__DATA__:
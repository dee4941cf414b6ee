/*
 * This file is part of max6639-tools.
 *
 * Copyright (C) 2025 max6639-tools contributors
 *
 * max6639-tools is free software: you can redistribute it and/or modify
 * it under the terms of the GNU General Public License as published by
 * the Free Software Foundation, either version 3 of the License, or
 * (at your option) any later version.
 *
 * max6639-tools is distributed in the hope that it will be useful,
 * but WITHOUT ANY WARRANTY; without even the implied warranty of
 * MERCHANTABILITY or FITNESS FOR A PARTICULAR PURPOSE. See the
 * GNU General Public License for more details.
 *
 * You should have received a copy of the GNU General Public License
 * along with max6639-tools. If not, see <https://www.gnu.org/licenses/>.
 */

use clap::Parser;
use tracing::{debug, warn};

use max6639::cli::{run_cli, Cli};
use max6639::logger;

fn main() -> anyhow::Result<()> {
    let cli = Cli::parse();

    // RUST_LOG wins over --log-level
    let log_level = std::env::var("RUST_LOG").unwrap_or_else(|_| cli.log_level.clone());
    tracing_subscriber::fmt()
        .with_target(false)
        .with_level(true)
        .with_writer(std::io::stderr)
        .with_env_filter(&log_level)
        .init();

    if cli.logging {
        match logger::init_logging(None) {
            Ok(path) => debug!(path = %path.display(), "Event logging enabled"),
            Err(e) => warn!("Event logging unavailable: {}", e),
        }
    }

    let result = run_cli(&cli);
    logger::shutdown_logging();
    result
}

__WHAT THIS TASK INVOLVES__: Please return every line of the data, unaltered.

__EXPECTED ANSWER__:
repository dee4941cf414b6ee
/*
 * This file is part of max6639-tools.
 *
 * Copyright (C) 2025 max6639-tools contributors
 *
 * max6639-tools is free software: you can redistribute it and/or modify
 * it under the terms of the GNU General Public License as published by
 * the Free Software Foundation, either version 3 of the License, or
 * (at your option) any later version.
 *
 * max6639-tools is distributed in the hope that it will be useful,
 * but WITHOUT ANY WARRANTY; without even the implied warranty of
 * MERCHANTABILITY or FITNESS FOR A PARTICULAR PURPOSE. See the
 * GNU General Public License for more details.
 *
 * You should have received a copy of the GNU General Public License
 * along with max6639-tools. If not, see <https://www.gnu.org/licenses/>.
 */

use clap::Parser;
use tracing::{debug, warn};

use max6639::cli::{run_cli, Cli};
use max6639::logger;

fn main() -> anyhow::Result<()> {
    let cli = Cli::parse();

    // RUST_LOG wins over --log-level
    let log_level = std::env::var("RUST_LOG").unwrap_or_else(|_| cli.log_level.clone());
    tracing_subscriber::fmt()
        .with_target(false)
        .with_level(true)
        .with_writer(std::io::stderr)
        .with_env_filter(&log_level)
        .init();

    if cli.logging {
        match logger::init_logging(None) {
            Ok(path) => debug!(path = %path.display(), "Event logging enabled"),
            Err(e) => warn!("Event logging unavailable: {}", e),
        }
    }

    let result = run_cli(&cli);
    logger::shutdown_logging();
    result
}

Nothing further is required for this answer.